If a claim limitation, under its broadest reasonable interpretation, covers relationships or interactions between people (including social activities, teaching, and following rules or instructions), then it falls within the “Certain methods of organizing human activity” grouping of abstract ideas 1 .
Accordingly, the claim recites an abstract idea.
In addition, the limitations of establishing, receiving, determining, arranging, as drafted, are processes that, under their broadest reasonable interpretation, cover performance of the limitations in the mind or with pen and paper, but for the recitation of generic computer components. That is, other than reciting “computer-implemented” nothing in the claim elements precludes the steps from practically being performed in the mind. Please see the “scheduler” example above.
If a claim limitation, under its broadest reasonable interpretation, covers performance of the limitation in the mind or with pen and paper, but for the recitation of generic computer components, then it falls within the “Mental Processes” grouping of abstract ideas2 .
Accordingly, the claim recites an abstract idea.
Independent claim 1 recites the same abstract idea as identified above in claim 11, and dependent claims 2-10 and -12-20 further narrow it.
Step 2A, Prong Two: Identifying whether there are any additional elements recited in the claim beyond the judicial exception(s); and then evaluating those additional elements individually and in combination to determine whether they integrate the exception into a practical application. Prong Two distinguishes claims that are "directed to" the recited judicial exception from claims that are not "directed to" the recited judicial exception. (MPEP 2106.04).
This judicial exception is not integrated into a practical application. In particular, the claims recite the following additional elements:
“A computing system” (claim 1);
“one or more processors” (claim 1);
“one or more memory resources storing instruction” (claim 1);
“computer” (claim 11);
“a provider portal” (claim 1, 7, 11, 17);
“a facility portal” (claim 1, 7, 11, 17);
“one or more networks” (claim 1, 2, 11, 12);
The limitations of “A computing system”; “one or more processors”; “one or more memory resources storing instruction” and “computer” are recited at a high-level of generality (i.e., as a generic processor performing a generic computer function) such that it amounts no more than mere instructions to apply the exception using generic computer components. Accordingly, these additional elements do not integrate the abstract idea into a practical application because they do not impose any meaningful limits on practicing the abstract idea. (MPEP 2106.05(f) Mere Instructions To Apply An Exception).

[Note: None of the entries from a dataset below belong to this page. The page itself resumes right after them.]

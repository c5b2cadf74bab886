pub mod common;
pub mod entity;

pub use common::{common_routes, common_routes_with_ready};
pub use entity::entity_routes;
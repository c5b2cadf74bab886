//! Shared application state for all routes.

use crate::resource::ResourceRegistry;
use sqlx::PgPool;
use std::sync::Arc;

#[derive(Clone)]
pub struct AppState {
    pub pool: PgPool,
    /// Registered resources, fixed at startup.
    pub registry: Arc<ResourceRegistry>,
}

impl AppState {
    pub fn new(pool: PgPool, registry: ResourceRegistry) -> Self {
        AppState {
            pool,
            registry: Arc::new(registry),
        }
    }
}
//! Deployment configuration.
//!
//! A deployment is identified by the Bitcoin network the relay follows and
//! the Sapphire network it is deployed on. Its contract addresses come from
//! the deploy tool's manifest (`btc-<btc>_sapphire-<sapphire>.json`) or from
//! `RELAY_*` environment variables, the same lines [`DeploymentConfig::to_env_file`]
//! renders.

use std::collections::BTreeMap;
use std::fmt;
use std::path::{Path, PathBuf};
use std::str::FromStr;

use alloy::primitives::Address;
use serde::{Deserialize, Serialize};
use tracing::debug;

use crate::chain::{SAPPHIRE_LOCALNET, SAPPHIRE_MAINNET, SAPPHIRE_TESTNET};
use crate::error::{ConfigError, ConfigResult};

/// Prefix of every deployment environment variable.
pub const ENV_PREFIX: &str = "RELAY_";
/// Variable naming the Bitcoin network.
pub const BTC_NET_VAR: &str = "RELAY_BTC_NET";
/// Variable naming the Sapphire network.
pub const SAPPHIRE_NET_VAR: &str = "RELAY_SAPPHIRE_NET";

const ADDR_SUFFIX: &str = "_ADDR";

/// A network tier.
#[derive(Debug, Clone, Copy, PartialEq, Eq, Hash, PartialOrd, Ord, Serialize, Deserialize)]
#[serde(rename_all = "lowercase")]
pub enum Network {
    /// Local development chain.
    Localnet,
    /// Public test network.
    Testnet,
    /// Production network.
    Mainnet,
}

impl Network {
    /// All tiers.
    pub const ALL: [Self; 3] = [Self::Localnet, Self::Testnet, Self::Mainnet];

    /// Lowercase name, as used in manifest file names.
    #[must_use]
    pub const fn as_str(self) -> &'static str {
        match self {
            Self::Localnet => "localnet",
            Self::Testnet => "testnet",
            Self::Mainnet => "mainnet",
        }
    }

    /// Chain id of the Sapphire network of this tier.
    #[must_use]
    pub const fn sapphire_chain_id(self) -> u64 {
        match self {
            Self::Localnet => SAPPHIRE_LOCALNET,
            Self::Testnet => SAPPHIRE_TESTNET,
            Self::Mainnet => SAPPHIRE_MAINNET,
        }
    }

    /// Public Sapphire JSON-RPC endpoint of this tier.
    #[must_use]
    pub const fn default_sapphire_rpc_url(self) -> &'static str {
        match self {
            Self::Localnet => "http://127.0.0.1:8545",
            Self::Testnet => "https://testnet.sapphire.oasis.dev",
            Self::Mainnet => "https://sapphire.oasis.io",
        }
    }

    /// Tier of a Sapphire chain id.
    #[must_use]
    pub fn from_sapphire_chain_id(chain_id: u64) -> Option<Self> {
        Self::ALL
            .into_iter()
            .find(|n| n.sapphire_chain_id() == chain_id)
    }
}

impl fmt::Display for Network {
    fn fmt(&self, f: &mut fmt::Formatter<'_>) -> fmt::Result {
        f.write_str(self.as_str())
    }
}

impl FromStr for Network {
    type Err = ConfigError;

    fn from_str(s: &str) -> Result<Self, Self::Err> {
        Self::ALL
            .into_iter()
            .find(|n| n.as_str().eq_ignore_ascii_case(s.trim()))
            .ok_or_else(|| ConfigError::UnknownNetwork(s.to_owned()))
    }
}

/// One manifest entry. Fields other than the address are ignored.
#[derive(Debug, Clone, Deserialize)]
struct ManifestEntry {
    expected_address: String,
}

/// Where a deployment's contracts live.
#[derive(Debug, Clone, PartialEq, Eq)]
pub struct DeploymentConfig {
    /// Bitcoin network followed by the relay.
    pub btc_net: Network,
    /// Sapphire network hosting the contracts.
    pub sapphire_net: Network,
    /// Contract addresses by name.
    pub contracts: BTreeMap<String, Address>,
}

impl DeploymentConfig {
    /// File name of the manifest for a network pair.
    #[must_use]
    pub fn manifest_file_name(btc_net: Network, sapphire_net: Network) -> String {
        format!("btc-{btc_net}_sapphire-{sapphire_net}.json")
    }

    /// Load the manifest for a network pair from `dir`.
    pub fn from_manifest_dir(
        dir: impl AsRef<Path>,
        btc_net: Network,
        sapphire_net: Network,
    ) -> ConfigResult<Self> {
        let path: PathBuf = dir
            .as_ref()
            .join(Self::manifest_file_name(btc_net, sapphire_net));
        debug!(path = %path.display(), "loading deployment manifest");
        let raw = std::fs::read_to_string(&path).map_err(|source| ConfigError::Io {
            path: path.display().to_string(),
            source,
        })?;
        Self::from_manifest_str(&raw, btc_net, sapphire_net)
    }

    /// Parse manifest JSON.
    pub fn from_manifest_str(
        raw: &str,
        btc_net: Network,
        sapphire_net: Network,
    ) -> ConfigResult<Self> {
        let entries: BTreeMap<String, ManifestEntry> = serde_json::from_str(raw)?;
        let contracts = entries
            .into_iter()
            .map(|(name, entry)| {
                let address = parse_address(&name, &entry.expected_address)?;
                Ok((name, address))
            })
            .collect::<ConfigResult<_>>()?;

        Ok(Self {
            btc_net,
            sapphire_net,
            contracts,
        })
    }

    /// Read the configuration from the process environment.
    pub fn from_env() -> ConfigResult<Self> {
        Self::from_vars(std::env::vars())
    }

    /// Read the configuration from the process environment, with explicit
    /// networks taking precedence over `RELAY_BTC_NET` / `RELAY_SAPPHIRE_NET`.
    pub fn from_env_with_networks(
        btc_net: Option<Network>,
        sapphire_net: Option<Network>,
    ) -> ConfigResult<Self> {
        Self::from_vars_with_networks(std::env::vars(), btc_net, sapphire_net)
    }

    /// Read the configuration from `(name, value)` pairs.
    ///
    /// Every `RELAY_<Name>_ADDR` variable contributes a contract.
    pub fn from_vars<I, K, V>(vars: I) -> ConfigResult<Self>
    where
        I: IntoIterator<Item = (K, V)>,
        K: AsRef<str>,
        V: AsRef<str>,
    {
        Self::from_vars_with_networks(vars, None, None)
    }

    /// Like [`from_vars`](Self::from_vars), but a given network overrides the
    /// corresponding variable, which then need not be set or valid.
    pub fn from_vars_with_networks<I, K, V>(
        vars: I,
        btc_override: Option<Network>,
        sapphire_override: Option<Network>,
    ) -> ConfigResult<Self>
    where
        I: IntoIterator<Item = (K, V)>,
        K: AsRef<str>,
        V: AsRef<str>,
    {
        let mut btc_net = btc_override;
        let mut sapphire_net = sapphire_override;
        let mut contracts = BTreeMap::new();

        for (key, value) in vars {
            let (key, value) = (key.as_ref(), value.as_ref());
            match key {
                BTC_NET_VAR if btc_override.is_none() => btc_net = Some(value.parse()?),
                SAPPHIRE_NET_VAR if sapphire_override.is_none() => {
                    sapphire_net = Some(value.parse()?);
                }
                BTC_NET_VAR | SAPPHIRE_NET_VAR => {}
                _ => {
                    let Some(name) = key
                        .strip_prefix(ENV_PREFIX)
                        .and_then(|k| k.strip_suffix(ADDR_SUFFIX))
                        .filter(|name| !name.is_empty())
                    else {
                        continue;
                    };
                    contracts.insert(name.to_owned(), parse_address(name, value)?);
                }
            }
        }

        Ok(Self {
            btc_net: btc_net.ok_or_else(|| ConfigError::MissingVar(BTC_NET_VAR.into()))?,
            sapphire_net: sapphire_net
                .ok_or_else(|| ConfigError::MissingVar(SAPPHIRE_NET_VAR.into()))?,
            contracts,
        })
    }

    /// Render the configuration as `KEY=value` lines.
    #[must_use]
    pub fn to_env_file(&self) -> String {
        let mut out = String::new();
        for (name, address) in &self.contracts {
            out.push_str(&format!("{ENV_PREFIX}{name}{ADDR_SUFFIX}={address}\n"));
        }
        out.push_str(&format!("{BTC_NET_VAR}={}\n", self.btc_net));
        out.push_str(&format!("{SAPPHIRE_NET_VAR}={}\n", self.sapphire_net));
        out
    }

    /// Address of the named contract.
    #[must_use]
    pub fn address(&self, name: &str) -> Option<Address> {
        self.contracts.get(name).copied()
    }

    /// Address of the named contract, or an error if it was not deployed.
    pub fn require(&self, name: &str) -> ConfigResult<Address> {
        self.address(name)
            .ok_or_else(|| ConfigError::MissingContract(name.to_owned()))
    }

    /// Chain id wallets must be on to use this deployment.
    #[must_use]
    pub const fn expected_chain_id(&self) -> u64 {
        self.sapphire_net.sapphire_chain_id()
    }

    /// Whether a wallet on `chain_id` can use this deployment.
    #[must_use]
    pub fn matches_chain(&self, chain_id: Option<u64>) -> bool {
        chain_id == Some(self.expected_chain_id())
    }
}

fn parse_address(name: &str, value: &str) -> ConfigResult<Address> {
    value
        .trim()
        .parse()
        .map_err(|_| ConfigError::InvalidAddress {
            name: name.to_owned(),
            value: value.to_owned(),
        })
}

The claimed limitations of “a provider portal”, “a facility portal”, “one or more networks” are interpreted as field of use limitations. Describing the abstract idea as involving the internet merely describe the environment in which the activity occurs. As such, these limitations alone and in combination, do not integrate the abstract idea into a practical application because they do not impose any meaningful limits on practicing the abstract idea. (MPEP 2106.05(h) Field of Use and Technological Environment).
Therefore, under Step 2A, Prong Two, the claims are directed to an abstract idea.

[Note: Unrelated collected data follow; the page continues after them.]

//! EIP-6963 multi-provider discovery.
//!
//! Wallets announce themselves with a [`ProviderDetail`]; the page asks every
//! loaded wallet to (re-)announce by emitting a request-provider signal. The
//! [`ProviderEnvironment`] trait abstracts the page-global event bus so the
//! registry can be driven by a browser binding or, as in [`AnnouncementBus`],
//! by in-process channels.
//!
//! See <https://eips.ethereum.org/EIPS/eip-6963>.

use std::fmt;
use std::sync::{Arc, Mutex};

use serde::{Deserialize, Serialize};
use tokio::sync::mpsc;
use tracing::{debug, trace, warn};

use crate::eip1193::SharedTransport;
use crate::error::AnnouncementError;
use crate::runtime::lock;

/// Name of the inbound announcement event.
pub const ANNOUNCE_PROVIDER_EVENT: &str = "eip6963:announceProvider";

/// Name of the outbound request-provider event.
pub const REQUEST_PROVIDER_EVENT: &str = "eip6963:requestProvider";

/// Reserved id of the implicit (`window.ethereum`) provider.
pub const IMPLICIT_PROVIDER_KEY: &str = "window.ethereum";

const ETHEREUM_ICON: &str = "data:image/svg+xml,%3Csvg%20xmlns%3D%22http%3A%2F%2Fwww.w3.org%2F2000%2Fsvg%22%20viewBox%3D%220%200%20256%20417%22%3E%3Cpath%20fill%3D%22%23343434%22%20d%3D%22M127.9%200l-2.8%209.5v275.7l2.8%202.8%20127.9-75.6z%22%2F%3E%3Cpath%20fill%3D%22%238C8C8C%22%20d%3D%22M127.9%200L0%20212.4l127.9%2075.6V154.2z%22%2F%3E%3Cpath%20fill%3D%22%233C3C3B%22%20d%3D%22M127.9%20312.2l-1.6%201.9v98.2l1.6%204.6L256%20236.6z%22%2F%3E%3Cpath%20fill%3D%22%238C8C8C%22%20d%3D%22M127.9%20416.9V312.2L0%20236.6z%22%2F%3E%3C%2Fsvg%3E";

/// Identity of a provider.
#[derive(Debug, Clone, PartialEq, Eq, Hash, Serialize, Deserialize)]
pub struct ProviderInfo {
    /// Per-session unique id, normally a UUIDv4.
    pub uuid: String,
    /// Display name.
    pub name: String,
    /// Icon as a data URI.
    pub icon: String,
    /// Reverse-DNS namespace, e.g. `io.metamask`.
    pub rdns: String,
}

impl ProviderInfo {
    /// Create a provider identity.
    pub fn new(
        uuid: impl Into<String>,
        name: impl Into<String>,
        icon: impl Into<String>,
        rdns: impl Into<String>,
    ) -> Self {
        Self {
            uuid: uuid.into(),
            name: name.into(),
            icon: icon.into(),
            rdns: rdns.into(),
        }
    }

    /// Identity with a freshly generated uuid and the generic Ethereum icon.
    pub fn generate(name: impl Into<String>, rdns: impl Into<String>) -> Self {
        Self::new(uuid::Uuid::new_v4().to_string(), name, ETHEREUM_ICON, rdns)
    }

    /// The identity given to the implicit `window.ethereum` provider.
    #[must_use]
    pub fn implicit() -> Self {
        Self::new(
            IMPLICIT_PROVIDER_KEY,
            "window.ethereum (EIP-1193)",
            ETHEREUM_ICON,
            IMPLICIT_PROVIDER_KEY,
        )
    }

    /// Check an announced identity.
    ///
    /// Only the id is load-bearing: it must be non-empty and must not be
    /// [`IMPLICIT_PROVIDER_KEY`]. Other EIP-6963 recommendations (a UUIDv4
    /// id, a `data:` icon, a non-empty rdns) are logged when broken but do
    /// not reject the announcement.
    pub fn validate(&self) -> Result<(), AnnouncementError> {
        if self.uuid.is_empty() {
            return Err(AnnouncementError::EmptyUuid);
        }
        if self.uuid == IMPLICIT_PROVIDER_KEY {
            return Err(AnnouncementError::ReservedUuid(self.uuid.clone()));
        }

        if uuid::Uuid::parse_str(&self.uuid).is_err() {
            debug!(uuid = %self.uuid, "provider uuid is not a UUID");
        }
        if self.rdns.trim().is_empty() {
            warn!(uuid = %self.uuid, "provider announced without rdns");
        }
        if !self.icon.starts_with("data:") {
            warn!(uuid = %self.uuid, "provider icon is not a data URI");
        }
        Ok(())
    }
}

/// An announcement: provider identity plus its transport.
#[derive(Clone)]
pub struct ProviderDetail {
    /// Provider identity.
    pub info: ProviderInfo,
    /// Handle to the provider.
    pub provider: SharedTransport,
}

impl fmt::Debug for ProviderDetail {
    fn fmt(&self, f: &mut fmt::Formatter<'_>) -> fmt::Result {
        f.debug_struct("ProviderDetail")
            .field("info", &self.info)
            .finish_non_exhaustive()
    }
}

impl ProviderDetail {
    /// Pair an identity with a transport.
    #[must_use]
    pub fn new(info: ProviderInfo, provider: SharedTransport) -> Self {
        Self { info, provider }
    }
}

/// The page environment providers are discovered from.
pub trait ProviderEnvironment: Send + Sync {
    /// The pre-installed global provider, if any.
    fn implicit_provider(&self) -> Option<SharedTransport>;

    /// Start listening for announcements.
    ///
    /// The receiver is unbounded: every announcement made after this call is
    /// delivered in order.
    fn subscribe_announcements(&self) -> mpsc::UnboundedReceiver<ProviderDetail>;

    /// Ask every loaded provider to announce itself.
    fn request_providers(&self);
}

/// In-process announcement bus.
///
/// Cloning yields another handle to the same bus.
#[derive(Clone)]
pub struct AnnouncementBus {
    inner: Arc<BusInner>,
}

struct BusInner {
    subscribers: Mutex<Vec<mpsc::UnboundedSender<ProviderDetail>>>,
    responders: Mutex<Vec<ProviderDetail>>,
    implicit: Mutex<Option<SharedTransport>>,
}

impl fmt::Debug for AnnouncementBus {
    fn fmt(&self, f: &mut fmt::Formatter<'_>) -> fmt::Result {
        f.debug_struct("AnnouncementBus")
            .field("subscribers", &lock(&self.inner.subscribers).len())
            .field("responders", &lock(&self.inner.responders).len())
            .field("implicit", &lock(&self.inner.implicit).is_some())
            .finish()
    }
}

impl Default for AnnouncementBus {
    fn default() -> Self {
        Self::new()
    }
}

impl AnnouncementBus {
    /// Create an empty bus.
    #[must_use]
    pub fn new() -> Self {
        Self {
            inner: Arc::new(BusInner {
                subscribers: Mutex::new(Vec::new()),
                responders: Mutex::new(Vec::new()),
                implicit: Mutex::new(None),
            }),
        }
    }

    /// Install a global provider.
    #[must_use]
    pub fn with_implicit_provider(self, provider: SharedTransport) -> Self {
        *lock(&self.inner.implicit) = Some(provider);
        self
    }

    /// Broadcast a one-off announcement. Returns the number of listeners that
    /// received it.
    ///
    /// Subscribers whose receiver has been dropped are forgotten.
    pub fn announce(&self, detail: ProviderDetail) -> usize {
        trace!(provider = %detail.info.name, uuid = %detail.info.uuid, "announcing provider");
        let mut subscribers = lock(&self.inner.subscribers);
        subscribers.retain(|tx| tx.send(detail.clone()).is_ok());
        subscribers.len()
    }

    /// Close every open subscription.
    ///
    /// Listeners stop once they have consumed what was already announced.
    pub fn close(&self) {
        lock(&self.inner.subscribers).clear();
    }

    /// Load a provider: it announces now and answers every later request.
    pub fn register(&self, detail: ProviderDetail) {
        lock(&self.inner.responders).push(detail.clone());
        self.announce(detail);
    }

    /// Number of providers that answer requests.
    #[must_use]
    pub fn responder_count(&self) -> usize {
        lock(&self.inner.responders).len()
    }
}

impl ProviderEnvironment for AnnouncementBus {
    fn implicit_provider(&self) -> Option<SharedTransport> {
        lock(&self.inner.implicit).clone()
    }

    fn subscribe_announcements(&self) -> mpsc::UnboundedReceiver<ProviderDetail> {
        let (tx, rx) = mpsc::unbounded_channel();
        lock(&self.inner.subscribers).push(tx);
        rx
    }

    fn request_providers(&self) {
        let responders = lock(&self.inner.responders).clone();
        debug!(responders = responders.len(), "{REQUEST_PROVIDER_EVENT}");
        for detail in responders {
            self.announce(detail);
        }
    }
}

Step 2B: Identifying whether there are any additional elements (features/limitations/steps) recited in the claim beyond the judicial exception(s), and then evaluating those additional elements individually and in combination to determine whether they contribute an inventive concept (i.e., amount to significantly more than the judicial exception(s)). (MPEP 2106.05)
The claims do not include additional elements that are sufficient to amount to significantly more than the judicial exception. As discussed above with respect to integration of the abstract idea into a practical application, the additional elements of “A computing system”; “one or more processors”; “one or more memory resources storing instruction” and “computer”, alone and in combination amount to no more than mere instructions to apply the exception using generic computer components. Mere instructions to apply an exception using a generic computer component cannot provide an inventive concept.
Similarly, the additional elements of “a provider portal”, “a facility portal”, “one or more networks”, are merely field of use limitations which neither alone nor in combination provide an inventive concept.
Therefore, claims 1-20 are not patent eligible.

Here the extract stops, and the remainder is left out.